Jared’s “What the f—” dies mid-syllable as Felix’s hands—each one roughly the size of a holiday ham—lock onto his jacket lapels with the precision of a bear trap finding an unsuspecting ankle. He hoists Jared upward until his feet dangle a good six inches above my “Home Sweet Home” welcome mat, his designer sneakers kicking at empty air like a cartoon character who’s just realized there’s no ground beneath him.

“Hello, Jared,” Felix says, his voice carrying the deceptive tranquility of a kiddie pool concealing a great white shark. “Grab your trash bags and remove yourself from my sister’s orbit before I fold you in half.”

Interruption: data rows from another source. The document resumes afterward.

use axum::extract::{Path, State};
use axum::http::StatusCode;
use axum::Json;
use tracing::instrument;

use crate::api::FlagError;
use crate::client::ClientError;
use crate::flag_definitions::{FeatureFlag, UpdateFeatureFlagBody};
use crate::manifest::{
    ArchiveResponse, CreateFlagRequest, Manifest, ManifestFlagResponse, UpdateFlagRequest,
};
use crate::metrics_consts::{
    FLAGS_CREATED_COUNTER, FLAGS_DELETED_COUNTER, FLAGS_UPDATED_COUNTER, FLAG_READS_COUNTER,
    MANIFEST_READS_COUNTER,
};
use crate::router;
use crate::transformer::{
    standard_to_vendor_create, standard_to_vendor_update, validate_variant_weights,
    vendor_to_manifest, vendor_to_standard, TypeDetectionChain,
};

fn flag_error(key: &str, err: ClientError) -> FlagError {
    match err {
        ClientError::NotFound(_) => FlagError::FlagNotFound(key.to_string()),
        err if err.is_duplicate_key() => FlagError::FlagAlreadyExists(key.to_string()),
        err => FlagError::PostHogError(err),
    }
}

async fn fetch_flag(state: &router::State, key: &str) -> Result<FeatureFlag, FlagError> {
    state
        .client
        .get_flag_by_key(key)
        .await
        .map_err(|e| flag_error(key, e))
}

fn flag_response(state: &router::State, flag: &FeatureFlag) -> ManifestFlagResponse {
    ManifestFlagResponse {
        flag: vendor_to_standard(flag, &state.config.type_coercion),
        updated_at: flag.updated_at,
    }
}

/// Every flag in the project, as a manifest.
#[instrument(skip_all)]
pub async fn get_manifest(State(state): State<router::State>) -> Result<Json<Manifest>, FlagError> {
    let flags = state.client.list_flags().await?;
    let manifest = vendor_to_manifest(&flags, &state.config.type_coercion);

    metrics::counter!(MANIFEST_READS_COUNTER).increment(1);
    tracing::debug!("serving manifest with {} flags", manifest.flags.len());

    Ok(Json(manifest))
}

/// Archived (inactive) flags are reported as missing.
#[instrument(skip_all, fields(key))]
pub async fn get_flag(
    State(state): State<router::State>,
    Path(key): Path<String>,
) -> Result<Json<ManifestFlagResponse>, FlagError> {
    tracing::Span::current().record("key", key.as_str());

    let flag = fetch_flag(&state, &key).await?;
    if !flag.active || flag.deleted {
        return Err(FlagError::FlagNotFound(key));
    }

    metrics::counter!(FLAG_READS_COUNTER).increment(1);

    Ok(Json(flag_response(&state, &flag)))
}

#[instrument(skip_all, fields(key))]
pub async fn create_flag(
    State(state): State<router::State>,
    Json(request): Json<CreateFlagRequest>,
) -> Result<(StatusCode, Json<ManifestFlagResponse>), FlagError> {
    tracing::Span::current().record("key", request.key.as_str());

    if !request.flag_type.accepts(&request.default_value) {
        return Err(FlagError::InvalidDefaultValue(request.flag_type));
    }
    if !request.variants.is_empty() {
        validate_variant_weights(&request.variants)?;
    }

    let body = standard_to_vendor_create(&request, state.config.default_rollout_percentage);
    let created = state
        .client
        .create_flag(&body)
        .await
        .map_err(|e| flag_error(&request.key, e))?;

    metrics::counter!(FLAGS_CREATED_COUNTER).increment(1);
    tracing::info!("created flag {} with id {}", created.key, created.id);

    Ok((StatusCode::CREATED, Json(flag_response(&state, &created))))
}

#[instrument(skip_all, fields(key))]
pub async fn update_flag(
    State(state): State<router::State>,
    Path(key): Path<String>,
    Json(request): Json<UpdateFlagRequest>,
) -> Result<Json<ManifestFlagResponse>, FlagError> {
    tracing::Span::current().record("key", key.as_str());

    if let Some(variants) = &request.variants {
        validate_variant_weights(variants)?;
    }
    if let (Some(flag_type), Some(default_value)) = (request.flag_type, &request.default_value) {
        if !flag_type.accepts(default_value) {
            return Err(FlagError::InvalidDefaultValue(flag_type));
        }
    }

    let existing = fetch_flag(&state, &key).await?;
    if let (None, Some(default_value)) = (request.flag_type, &request.default_value) {
        let (flag_type, _) = TypeDetectionChain::new(state.config.type_coercion).detect(&existing);
        if !flag_type.accepts(default_value) {
            return Err(FlagError::InvalidDefaultValue(flag_type));
        }
    }

    let body = standard_to_vendor_update(&request, &existing, &state.config.type_coercion);
    if body.is_empty() {
        return Ok(Json(flag_response(&state, &existing)));
    }

    let updated = state
        .client
        .update_flag(existing.id, &body)
        .await
        .map_err(|e| flag_error(&key, e))?;

    metrics::counter!(FLAGS_UPDATED_COUNTER).increment(1);

    Ok(Json(flag_response(&state, &updated)))
}

/// Archives the flag (turns it off) or removes it, depending on configuration.
#[instrument(skip_all, fields(key))]
pub async fn delete_flag(
    State(state): State<router::State>,
    Path(key): Path<String>,
) -> Result<Json<ArchiveResponse>, FlagError> {
    tracing::Span::current().record("key", key.as_str());

    let existing = fetch_flag(&state, &key).await?;

    let response = if state.config.archive_instead_of_delete {
        let archive = UpdateFeatureFlagBody {
            active: Some(false),
            ..Default::default()
        };
        let archived = state
            .client
            .update_flag(existing.id, &archive)
            .await
            .map_err(|e| flag_error(&key, e))?;

        ArchiveResponse {
            message: format!(
                "Flag \"{key}\" archived. Restore it using your management interface if needed."
            ),
            archived_at: archived.updated_at,
        }
    } else {
        state
            .client
            .delete_flag(existing.id)
            .await
            .map_err(|e| flag_error(&key, e))?;

        ArchiveResponse {
            message: format!("Flag \"{key}\" deleted successfully."),
            archived_at: None,
        }
    };

    metrics::counter!(FLAGS_DELETED_COUNTER).increment(1);
    tracing::info!("{}", response.message);

    Ok(Json(response))
}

Jared’s face performs an emotional gymnastics routine worthy of Olympic consideration—shock widening his eyes to full moon status, fear draining his complexion to the color of undercooked pasta, indignation flushing his cheeks like a toilet with anger issues, before finally sticking the landing on wounded outrage, complete with quivering bottom lip. “Put me down! This is between me and Della!”

“She’s tired of your freeloading bullshit and useless ways,” Felix continues, giving Jared a little shake that makes his teeth audibly click together. “There is no ‘you and Della’ anymore.”

“She owes me an explanation!” Jared sputters, his legskicking ineffectually in the air. “Seven years and she just?—”

Felix hoists him higher, bringing their faces inches apart. “She doesn’t owe you shit.” Each word drops like a stone. “She was a saint for tolerating you as long as she did.”

I stand frozen in my living room, torn between horror and a perverse satisfaction at seeing Jared dangling like an ornament from my brother’s grip. Liana appears beside me, her phone discreetly raised, clearly recording this for posterity or potential legal evidence—with Liana, it could go either way.

“I’m calling the police!” Jared threatens, though his voice has climbed several octaves higher than his usual mansplaining register.

“Go ahead,” Felix says with terrifying pleasantness. “I’m sure they’d love to hear how you’ve been living rent-free while emotionally manipulating my sister. But first, they’ll have to figure out why your legs are broken. Such a mysterious accident that would be.”

He sets Jared down with exaggerated gentleness, smoothing his rumpled lapels like a tailor concerned about wrinkles. “Now, take your bags and leave before I decide to demonstrate what happens when you mess with my baby sister.”

Jared’s gaze darts past Felix to find me, his eyes ping-ponging between us like a caffeinated squirrel at a tennis match. “Della, you can’t be serious. Where am I supposed to go?” His lower lip juts out in that practiced pout that once made my heart flutter but now just makes me want to flick it like a light switch.